2-5A antisense (2-5A-AS) molecules are chimeric oligonucleotides that cause 2-5A-dependent RNase (RNase L) to catalyze the selective cleavage of RNA in human cells. These composite nucleic acids consist of a 5'-monophosphorylated, 2',5'-linked oligoadenylate known as 2-5A (an activator of RNase L) covalently attached to antisense 3',5'-oligodeoxyribonucleotides. Here, we characterize the targeted cleavage of the double-stranded RNA-dependent protein kinase (PKR) mRNA by purified, recombinant human RNase L. A 2-5A-AS chimera, which contains complementary sequence to PKR mRNA, and unmodified 2-5A, which causes general RNA decay, were about 20- and 40-fold more active, respectively, than 2-5A-AS chimeras in which the DNA domains are not complementary to sequences in PKR mRNA. Directed cleavage was efficient because each 2-5A-AS chimera targeted many RNA molecules.
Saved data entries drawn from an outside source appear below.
//! Range-checked conversion of lane values into narrower integer lanes.

use core::fmt;

/// Error type used when a lane value cannot be represented in the destination lane type.
#[derive(Clone, Copy, Debug, Eq, Hash, PartialEq)]
pub enum LaneConversionError {
    /// The source lane was *NaN*.
    NotANumber,
    /// The source lane, after truncation, was outside of the destination lane's range.
    OutOfRange,
}

impl fmt::Display for LaneConversionError {
    fn fmt(&self, f: &mut fmt::Formatter<'_>) -> fmt::Result {
        f.write_str(match self {
            Self::NotANumber => "NaN cannot be converted to an integer lane",
            Self::OutOfRange => "value is out of range for the lane type",
        })
    }
}

#[cfg(feature = "std")]
impl std::error::Error for LaneConversionError {}

macro_rules! lane_narrowing {
    {$(
        $int:ty => $trunc:ident / $narrow:ident;
    )*} => {$(
        #[doc = concat!(
            "Truncates an [`f32`] lane toward zero and converts it to an [`", stringify!($int),
            "`] lane.\n\nFails on [`f32::NAN`], and if the truncated value (including infinities) ",
            "does not fit into an [`", stringify!($int), "`]."
        )]
        #[inline]
        pub fn $trunc(value: f32) -> Result<$int, LaneConversionError> {
            if value.is_nan() {
                return Err(LaneConversionError::NotANumber);
            }

            <$int as num_traits::cast::NumCast>::from(value).ok_or(LaneConversionError::OutOfRange)
        }

        #[doc = concat!(
            "Converts an integer lane value to an [`", stringify!($int), "`], failing if it is ",
            "outside of [`", stringify!($int), "::MIN`]..=[`", stringify!($int), "::MAX`]."
        )]
        #[inline]
        pub fn $narrow(value: i64) -> Result<$int, LaneConversionError> {
            <$int>::try_from(value).map_err(|_| LaneConversionError::OutOfRange)
        }
    )*};
}

lane_narrowing! {
    i32 => i32_trunc_f32 / i32_narrow;
    u32 => u32_trunc_f32 / u32_narrow;
    i16 => i16_trunc_f32 / i16_narrow;
    u16 => u16_trunc_f32 / u16_narrow;
    i8 => i8_trunc_f32 / i8_narrow;
    u8 => u8_trunc_f32 / u8_narrow;
}

/// Clamps a full-precision integer lane result to `min..=max`.
#[inline]
pub fn saturate(value: i64, min: i64, max: i64) -> i64 {
    value.clamp(min, max)
}
//! Byte buffers and typed array views that SIMD.js vectors are loaded from and stored into.
//!
//! The [`Buffer`] trait describes a little-endian sequence of bytes that can be read and written
//! through a shared reference. [`ArrayBuffer`] and [`TypedArray`] model the host objects that
//! back the `load` and `store` operations.

#![no_std]
#![cfg_attr(docsrs, feature(doc_auto_cfg))]
#![deny(missing_debug_implementations)]
#![deny(missing_docs)]
#![deny(unreachable_pub)]
#![forbid(unsafe_code)]
#![deny(clippy::cast_possible_truncation)]
#![deny(clippy::exhaustive_enums)]
#![deny(clippy::alloc_instead_of_core)]
#![deny(clippy::std_instead_of_core)]

#[cfg(feature = "std")]
extern crate std;

#[cfg(feature = "alloc")]
extern crate alloc;

mod hex_dump;

#[cfg(feature = "alloc")]
mod array_buffer;
#[cfg(feature = "alloc")]
mod typed_array;

pub use hex_dump::HexDump;
pub use simdjs_rt_core::{BoundsCheck, BoundsCheckError};

#[cfg(feature = "alloc")]
pub use array_buffer::ArrayBuffer;
#[cfg(feature = "alloc")]
pub use typed_array::{ElementKind, InvalidViewError, TypedArray};

use core::cell::Cell;

macro_rules! unaligned_accesses {
    {
        $($num:ty : $load:ident / $store:ident;)*
    } => {$(
        fn $load<B: Buffer + ?Sized>(buf: &B, offset: usize) -> BoundsCheck<$num> {
            let mut dst = [0u8; core::mem::size_of::<$num>()];
            match buf.copy_to_slice(offset, &mut dst) {
                Ok(()) => Ok(<$num>::from_le_bytes(dst)),
                Err(e) => Err(e),
            }
        }

        fn $store<B: Buffer + ?Sized>(buf: &B, offset: usize, value: $num) -> BoundsCheck<()> {
            buf.copy_from_slice(offset, &value.to_le_bytes())
        }
    )*};
}

unaligned_accesses! {
    i16 : unaligned_i16_load / unaligned_i16_store;
    i32 : unaligned_i32_load / unaligned_i32_store;
    f32 : unaligned_f32_load / unaligned_f32_store;
    f64 : unaligned_f64_load / unaligned_f64_store;
}

/// Trait for a fixed-length sequence of bytes that can be read and written through a shared
/// reference.
///
/// Multi-byte values are always accessed in little-endian byte order, matching the byte order of
/// typed arrays on common platforms.
pub trait Buffer {
    /// Returns the number of bytes that can currently be accessed.
    fn byte_len(&self) -> usize;

    /// Copies bytes starting at the specified byte offset into the given slice.
    ///
    /// # Errors
    ///
    /// Returns an error if the range `offset..(offset + dst.len())` is not in bounds.
    fn copy_to_slice(&self, offset: usize, dst: &mut [u8]) -> BoundsCheck<()>;

    /// Copies bytes from the given slice into the buffer starting at the specified byte offset.
    ///
    /// # Errors
    ///
    /// Returns an error if the range `offset..(offset + src.len())` is not in bounds.
    fn copy_from_slice(&self, offset: usize, src: &[u8]) -> BoundsCheck<()>;

    /// Loads the value of the byte stored at the given offset.
    fn i8_load(&self, offset: usize) -> BoundsCheck<i8> {
        let mut dst = 0u8;
        match self.copy_to_slice(offset, core::slice::from_mut(&mut dst)) {
            Ok(()) => Ok(i8::from_le_bytes([dst])),
            Err(e) => Err(e),
        }
    }

    /// Loads a 16-bit integer from the given offset.
    fn i16_load(&self, offset: usize) -> BoundsCheck<i16> {
        unaligned_i16_load(self, offset)
    }

    /// Loads a 32-bit integer from the given offset.
    fn i32_load(&self, offset: usize) -> BoundsCheck<i32> {
        unaligned_i32_load(self, offset)
    }

    /// Loads a 32-bit float from the given offset, preserving *NaN* payloads.
    fn f32_load(&self, offset: usize) -> BoundsCheck<f32> {
        unaligned_f32_load(self, offset)
    }

    /// Loads a 64-bit float from the given offset.
    fn f64_load(&self, offset: usize) -> BoundsCheck<f64> {
        unaligned_f64_load(self, offset)
    }

    /// Writes into the byte at the given offset.
    fn i8_store(&self, offset: usize, value: i8) -> BoundsCheck<()> {
        self.copy_from_slice(offset, &value.to_le_bytes())
    }

    /// Stores a 16-bit integer at the given offset.
    fn i16_store(&self, offset: usize, value: i16) -> BoundsCheck<()> {
        unaligned_i16_store(self, offset, value)
    }

    /// Stores a 32-bit integer at the given offset.
    fn i32_store(&self, offset: usize, value: i32) -> BoundsCheck<()> {
        unaligned_i32_store(self, offset, value)
    }

    /// Stores a 32-bit float at the given offset.
    fn f32_store(&self, offset: usize, value: f32) -> BoundsCheck<()> {
        unaligned_f32_store(self, offset, value)
    }

    /// Stores a 64-bit float at the given offset.
    fn f64_store(&self, offset: usize, value: f64) -> BoundsCheck<()> {
        unaligned_f64_store(self, offset, value)
    }
}

fn byte_range(offset: usize, len: usize, limit: usize) -> BoundsCheck<core::ops::Range<usize>> {
    match offset.checked_add(len) {
        Some(end) if end <= limit => Ok(offset..end),
        _ => Err(BoundsCheckError),
    }
}

impl Buffer for [Cell<u8>] {
    fn byte_len(&self) -> usize {
        self.len()
    }

    fn copy_to_slice(&self, offset: usize, dst: &mut [u8]) -> BoundsCheck<()> {
        let src = &self[byte_range(offset, dst.len(), self.len())?];
        for (d, s) in dst.iter_mut().zip(src) {
            *d = s.get();
        }
        Ok(())
    }

    fn copy_from_slice(&self, offset: usize, src: &[u8]) -> BoundsCheck<()> {
        let dst = &self[byte_range(offset, src.len(), self.len())?];
        for (d, s) in dst.iter().zip(src) {
            d.set(*s);
        }
        Ok(())
    }
}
Moreover, RNase L caused the catalytic cleavage of the RNA target (kcat of approximately 7 s-1). The precise sites of PKR mRNA cleavage caused by 2-5A-AS were mapped, using a primer extension assay, to phosphodiester bonds adjacent to the 3' terminus of the chimera binding site (5' on the RNA target) as well as within the chimera's oligonucleotide binding site itself. The selectivity of this approach is shown to be provided by the antisense arm of the chimera, which places the RNA target in close proximity to the RNase.